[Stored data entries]
===

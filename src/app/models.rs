//! Data models for tariff publishing
//!
//! This module contains the core data structures for representing tariff
//! schedule entries, their per-year rates, and the lightweight reference
//! values (country, HS6 classification, staging basket, product type) that a
//! tariff carries at import time.

pub mod blob;
pub mod page;

use serde::{Deserialize, Serialize};

pub use blob::BlobMetadata;
pub use page::{Page, PageRequest};

// =============================================================================
// Reference Values
// =============================================================================

/// Trading partner a tariff schedule belongs to
///
/// Imports only know the country code; the repository fills in the canonical
/// id and name when the tariff is saved.
#[derive(Debug, Clone, PartialEq, Eq, Serialize, Deserialize)]
#[serde(rename_all = "camelCase")]
pub struct Country {
    #[serde(default, skip_serializing_if = "Option::is_none")]
    pub id: Option<i64>,

    /// Country or agreement code (e.g., "CHINA", "USMCA-MX")
    pub code: String,

    #[serde(default, skip_serializing_if = "Option::is_none")]
    pub name: Option<String>,
}

impl Country {
    /// Reference to a country known only by its code
    pub fn with_code(code: impl Into<String>) -> Self {
        Self {
            id: None,
            code: code.into(),
            name: None,
        }
    }
}

/// Wrapper matching the layout of the `countries.json` catalogue
#[derive(Debug, Clone, PartialEq, Eq, Serialize, Deserialize)]
pub struct CountryList {
    pub countries: Vec<Country>,
}

/// Harmonized System 6-digit product classification
#[derive(Debug, Clone, Default, PartialEq, Eq, Serialize, Deserialize)]
#[serde(rename_all = "camelCase")]
pub struct Hs6 {
    pub code: Option<String>,
    pub description: Option<String>,
}

/// Grouping bucket used to phase tariff elimination schedules
#[derive(Debug, Clone, PartialEq, Eq, Serialize, Deserialize)]
#[serde(rename_all = "camelCase")]
pub struct StagingBasket {
    pub id: i64,
    pub name: Option<String>,
}

#[derive(Debug, Clone, PartialEq, Eq, Serialize, Deserialize)]
#[serde(rename_all = "camelCase")]
pub struct ProductType {
    pub id: i64,
    pub name: Option<String>,
}

// =============================================================================
// Rate
// =============================================================================

/// Tariff rate for one year of a schedule
///
/// `year` is either a relative sequence number (1–30) or a calendar year
/// (2004–2041) depending on the extraction scheme. The value is kept as text
/// so policy markers such as "Free" and the exact source precision survive.
#[derive(Debug, Clone, PartialEq, Eq, Serialize, Deserialize)]
pub struct Rate {
    pub year: i32,
    pub value: String,
}

impl Rate {
    pub fn new(year: i32, value: impl Into<String>) -> Self {
        Self {
            year,
            value: value.into(),
        }
    }
}

// =============================================================================
// Tariff
// =============================================================================

/// One product/partner tariff schedule entry
///
/// Every tariff belongs to exactly one country and carries zero or more rates
/// in ascending year order, at most one per year. `id` is assigned by the
/// repository and stays `None` until the tariff has been saved.
#[derive(Debug, Clone, PartialEq, Eq, Serialize, Deserialize)]
#[serde(rename_all = "camelCase")]
pub struct Tariff {
    #[serde(default, skip_serializing_if = "Option::is_none")]
    pub id: Option<i64>,

    /// Row identifier from the source export
    pub legacy_id: i64,

    pub tariff_line: Option<String>,
    pub description: Option<String>,
    pub sector_code: Option<String>,

    pub base_rate: Option<String>,
    pub base_rate_alt: Option<String>,
    /// Year in which the tariff reaches its final rate
    pub final_year: Option<i32>,
    pub tariff_rate_quota: Option<i32>,
    pub tariff_rate_quota_notes: Option<String>,
    pub tariff_eliminated: bool,

    pub partner_name: Option<String>,
    pub reporter_name: Option<String>,
    pub partner_start_year: Option<i32>,
    pub reporter_start_year: Option<i32>,
    pub partner_agreement_name: Option<String>,
    pub reporter_agreement_name: Option<String>,

    pub quota_name: Option<String>,
    pub rule_text: Option<String>,
    pub link_text: Option<String>,
    pub link_url: Option<String>,

    pub country: Country,
    pub hs6: Hs6,
    pub staging_basket: StagingBasket,
    pub product_type: ProductType,

    #[serde(default)]
    pub rates: Vec<Rate>,
}

impl Tariff {
    /// Rate for a given year or sequence index, if one was extracted
    pub fn rate_for(&self, year: i32) -> Option<&Rate> {
        self.rates.iter().find(|rate| rate.year == year)
    }

    pub fn country_code(&self) -> &str {
        &self.country.code
    }
}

===

Work item | Return only those lines of the records that contain the string "models".

Response for this exercise |
filename src/app/models.rs
//! Data models for tariff publishing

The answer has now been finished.